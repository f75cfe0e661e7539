use chrono::{DateTime, Utc};
use serde::{Deserialize, Serialize};

use offchain_command::SharedObject;
use offchain_core::{CommandError, CommandResult, ObjectId, ValueObject, Version};

/// Status of one side of a payment.
#[derive(Debug, Clone, Copy, PartialEq, Eq, Serialize, Deserialize)]
#[serde(rename_all = "snake_case")]
pub enum PaymentStatus {
    None,
    NeedsKycData,
    ReadyForSettlement,
    Settled,
    Abort,
}

/// One party's view of a payment.
#[derive(Debug, Clone, PartialEq, Eq, Serialize, Deserialize)]
pub struct PaymentActor {
    pub subaddress: String,
    pub status: PaymentStatus,
}

impl PaymentActor {
    pub fn new(subaddress: impl Into<String>, status: PaymentStatus) -> Self {
        Self {
            subaddress: subaddress.into(),
            status,
        }
    }
}

/// What is being paid.
#[derive(Debug, Clone, PartialEq, Eq, Serialize, Deserialize)]
pub struct PaymentAction {
    pub amount: u64,
    pub currency: String,
    pub action: String,
    pub timestamp: DateTime<Utc>,
}

impl PaymentAction {
    pub fn new(
        amount: u64,
        currency: impl Into<String>,
        action: impl Into<String>,
        timestamp: DateTime<Utc>,
    ) -> CommandResult<Self> {
        let action = Self {
            amount,
            currency: currency.into(),
            action: action.into(),
            timestamp,
        };
        action.validate()?;
        Ok(action)
    }

    fn validate(&self) -> CommandResult<()> {
        if self.amount == 0 {
            return Err(CommandError::malformed("payment amount must be positive"));
        }
        if self.currency.trim().is_empty() {
            return Err(CommandError::malformed("currency cannot be empty"));
        }
        if self.action.trim().is_empty() {
            return Err(CommandError::malformed("action cannot be empty"));
        }
        Ok(())
    }
}

/// Shared object: one revision of a payment.
///
/// `reference_id` names the payment across revisions; `version` names this
/// revision and `previous_version` the one it supersedes (none for the first).
#[derive(Debug, Clone, PartialEq, Eq, Serialize, Deserialize)]
pub struct PaymentObject {
    pub reference_id: ObjectId,
    pub version: Version,
    #[serde(default, skip_serializing_if = "Option::is_none")]
    pub previous_version: Option<Version>,
    pub sender: PaymentActor,
    pub receiver: PaymentActor,
    pub action: PaymentAction,
}

impl PaymentObject {
    /// First revision of a new payment.
    pub fn new(
        reference_id: impl Into<String>,
        version: impl Into<Version>,
        sender: PaymentActor,
        receiver: PaymentActor,
        action: PaymentAction,
    ) -> CommandResult<Self> {
        let payment = Self {
            reference_id: ObjectId::new(reference_id)?,
            version: version.into(),
            previous_version: None,
            sender,
            receiver,
            action,
        };
        payment.validate()?;
        Ok(payment)
    }

    /// Next revision of this payment, superseding `self`.
    pub fn new_version(&self, version: impl Into<Version>) -> Self {
        Self {
            version: version.into(),
            previous_version: Some(self.version.clone()),
            ..self.clone()
        }
    }

    /// Invariant check, applied on construction and on every decode.
    pub fn validate(&self) -> CommandResult<()> {
        if self.previous_version.as_ref() == Some(&self.version) {
            return Err(CommandError::malformed(format!(
                "payment `{}` cannot supersede its own version {}",
                self.reference_id, self.version
            )));
        }
        self.action.validate()
    }
}

impl ValueObject for PaymentObject {}

impl SharedObject for PaymentObject {
    fn object_id(&self) -> &ObjectId {
        &self.reference_id
    }

    fn version(&self) -> &Version {
        &self.version
    }
}

#[cfg(test)]
mod tests {
    use super::*;

    fn test_time() -> DateTime<Utc> {
        Utc::now()
    }

    fn test_payment() -> PaymentObject {
        PaymentObject::new(
            "ref-1",
            1,
            PaymentActor::new("aaaa", PaymentStatus::None),
            PaymentActor::new("bbbb", PaymentStatus::None),
            PaymentAction::new(10, "LBT", "charge", test_time()).unwrap(),
        )
        .unwrap()
    }

    #[test]
    fn reference_id_cannot_be_empty() {
        let err = PaymentObject::new(
            "",
            1,
            PaymentActor::new("aaaa", PaymentStatus::None),
            PaymentActor::new("bbbb", PaymentStatus::None),
            PaymentAction::new(10, "LBT", "charge", test_time()).unwrap(),
        )
        .unwrap_err();
        match err {
            CommandError::MalformedData(_) => {}
            other => panic!("Expected MalformedData, got {other:?}"),
        }
    }

    #[test]
    fn action_rejects_zero_amount_and_blank_fields() {
        assert!(PaymentAction::new(0, "LBT", "charge", test_time()).is_err());
        assert!(PaymentAction::new(10, " ", "charge", test_time()).is_err());
        assert!(PaymentAction::new(10, "LBT", "", test_time()).is_err());
    }

    #[test]
    fn new_version_links_to_the_previous_revision() {
        let v1 = test_payment();
        let mut v2 = v1.new_version("v2");
        v2.sender.status = PaymentStatus::ReadyForSettlement;

        assert_eq!(v2.reference_id, v1.reference_id);
        assert_eq!(v2.previous_version, Some(Version::from(1)));
        assert_eq!(v2.version(), &Version::from("v2"));
        assert!(v2.validate().is_ok());
    }

    #[test]
    fn a_revision_cannot_supersede_itself() {
        let v1 = test_payment();
        let looped = v1.new_version(1);
        match looped.validate().unwrap_err() {
            CommandError::MalformedData(_) => {}
            other => panic!("Expected MalformedData, got {other:?}"),
        }
    }

    #[test]
    fn status_serializes_in_snake_case() {
        let json = serde_json::to_string(&PaymentStatus::NeedsKycData).unwrap();
        assert_eq!(json, "\"needs_kyc_data\"");
        assert!(serde_json::from_str::<PaymentStatus>("\"UNKNOWN\"").is_err());
    }
}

== == ==

Every record above should be output exactly.

§ Answer:
repository f75cfe0e661e7539
use chrono::{DateTime, Utc};
use serde::{Deserialize, Serialize};

use offchain_command::SharedObject;
use offchain_core::{CommandError, CommandResult, ObjectId, ValueObject, Version};

/// Status of one side of a payment.
#[derive(Debug, Clone, Copy, PartialEq, Eq, Serialize, Deserialize)]
#[serde(rename_all = "snake_case")]
pub enum PaymentStatus {
    None,
    NeedsKycData,
    ReadyForSettlement,
    Settled,
    Abort,
}

/// One party's view of a payment.
#[derive(Debug, Clone, PartialEq, Eq, Serialize, Deserialize)]
pub struct PaymentActor {
    pub subaddress: String,
    pub status: PaymentStatus,
}

impl PaymentActor {
    pub fn new(subaddress: impl Into<String>, status: PaymentStatus) -> Self {
        Self {
            subaddress: subaddress.into(),
            status,
        }
    }
}

/// What is being paid.
#[derive(Debug, Clone, PartialEq, Eq, Serialize, Deserialize)]
pub struct PaymentAction {
    pub amount: u64,
    pub currency: String,
    pub action: String,
    pub timestamp: DateTime<Utc>,
}

impl PaymentAction {
    pub fn new(
        amount: u64,
        currency: impl Into<String>,
        action: impl Into<String>,
        timestamp: DateTime<Utc>,
    ) -> CommandResult<Self> {
        let action = Self {
            amount,
            currency: currency.into(),
            action: action.into(),
            timestamp,
        };
        action.validate()?;
        Ok(action)
    }

    fn validate(&self) -> CommandResult<()> {
        if self.amount == 0 {
            return Err(CommandError::malformed("payment amount must be positive"));
        }
        if self.currency.trim().is_empty() {
            return Err(CommandError::malformed("currency cannot be empty"));
        }
        if self.action.trim().is_empty() {
            return Err(CommandError::malformed("action cannot be empty"));
        }
        Ok(())
    }
}

/// Shared object: one revision of a payment.
///
/// `reference_id` names the payment across revisions; `version` names this
/// revision and `previous_version` the one it supersedes (none for the first).
#[derive(Debug, Clone, PartialEq, Eq, Serialize, Deserialize)]
pub struct PaymentObject {
    pub reference_id: ObjectId,
    pub version: Version,
    #[serde(default, skip_serializing_if = "Option::is_none")]
    pub previous_version: Option<Version>,
    pub sender: PaymentActor,
    pub receiver: PaymentActor,
    pub action: PaymentAction,
}

impl PaymentObject {
    /// First revision of a new payment.
    pub fn new(
        reference_id: impl Into<String>,
        version: impl Into<Version>,
        sender: PaymentActor,
        receiver: PaymentActor,
        action: PaymentAction,
    ) -> CommandResult<Self> {
        let payment = Self {
            reference_id: ObjectId::new(reference_id)?,
            version: version.into(),
            previous_version: None,
            sender,
            receiver,
            action,
        };
        payment.validate()?;
        Ok(payment)
    }

    /// Next revision of this payment, superseding `self`.
    pub fn new_version(&self, version: impl Into<Version>) -> Self {
        Self {
            version: version.into(),
            previous_version: Some(self.version.clone()),
            ..self.clone()
        }
    }

    /// Invariant check, applied on construction and on every decode.
    pub fn validate(&self) -> CommandResult<()> {
        if self.previous_version.as_ref() == Some(&self.version) {
            return Err(CommandError::malformed(format!(
                "payment `{}` cannot supersede its own version {}",
                self.reference_id, self.version
            )));
        }
        self.action.validate()
    }
}

impl ValueObject for PaymentObject {}

impl SharedObject for PaymentObject {
    fn object_id(&self) -> &ObjectId {
        &self.reference_id
    }

    fn version(&self) -> &Version {
        &self.version
    }
}

#[cfg(test)]
mod tests {
    use super::*;

    fn test_time() -> DateTime<Utc> {
        Utc::now()
    }

    fn test_payment() -> PaymentObject {
        PaymentObject::new(
            "ref-1",
            1,
            PaymentActor::new("aaaa", PaymentStatus::None),
            PaymentActor::new("bbbb", PaymentStatus::None),
            PaymentAction::new(10, "LBT", "charge", test_time()).unwrap(),
        )
        .unwrap()
    }

    #[test]
    fn reference_id_cannot_be_empty() {
        let err = PaymentObject::new(
            "",
            1,
            PaymentActor::new("aaaa", PaymentStatus::None),
            PaymentActor::new("bbbb", PaymentStatus::None),
            PaymentAction::new(10, "LBT", "charge", test_time()).unwrap(),
        )
        .unwrap_err();
        match err {
            CommandError::MalformedData(_) => {}
            other => panic!("Expected MalformedData, got {other:?}"),
        }
    }

    #[test]
    fn action_rejects_zero_amount_and_blank_fields() {
        assert!(PaymentAction::new(0, "LBT", "charge", test_time()).is_err());
        assert!(PaymentAction::new(10, " ", "charge", test_time()).is_err());
        assert!(PaymentAction::new(10, "LBT", "", test_time()).is_err());
    }

    #[test]
    fn new_version_links_to_the_previous_revision() {
        let v1 = test_payment();
        let mut v2 = v1.new_version("v2");
        v2.sender.status = PaymentStatus::ReadyForSettlement;

        assert_eq!(v2.reference_id, v1.reference_id);
        assert_eq!(v2.previous_version, Some(Version::from(1)));
        assert_eq!(v2.version(), &Version::from("v2"));
        assert!(v2.validate().is_ok());
    }

    #[test]
    fn a_revision_cannot_supersede_itself() {
        let v1 = test_payment();
        let looped = v1.new_version(1);
        match looped.validate().unwrap_err() {
            CommandError::MalformedData(_) => {}
            other => panic!("Expected MalformedData, got {other:?}"),
        }
    }

    #[test]
    fn status_serializes_in_snake_case() {
        let json = serde_json::to_string(&PaymentStatus::NeedsKycData).unwrap();
        assert_eq!(json, "\"needs_kyc_data\"");
        assert!(serde_json::from_str::<PaymentStatus>("\"UNKNOWN\"").is_err());
    }
}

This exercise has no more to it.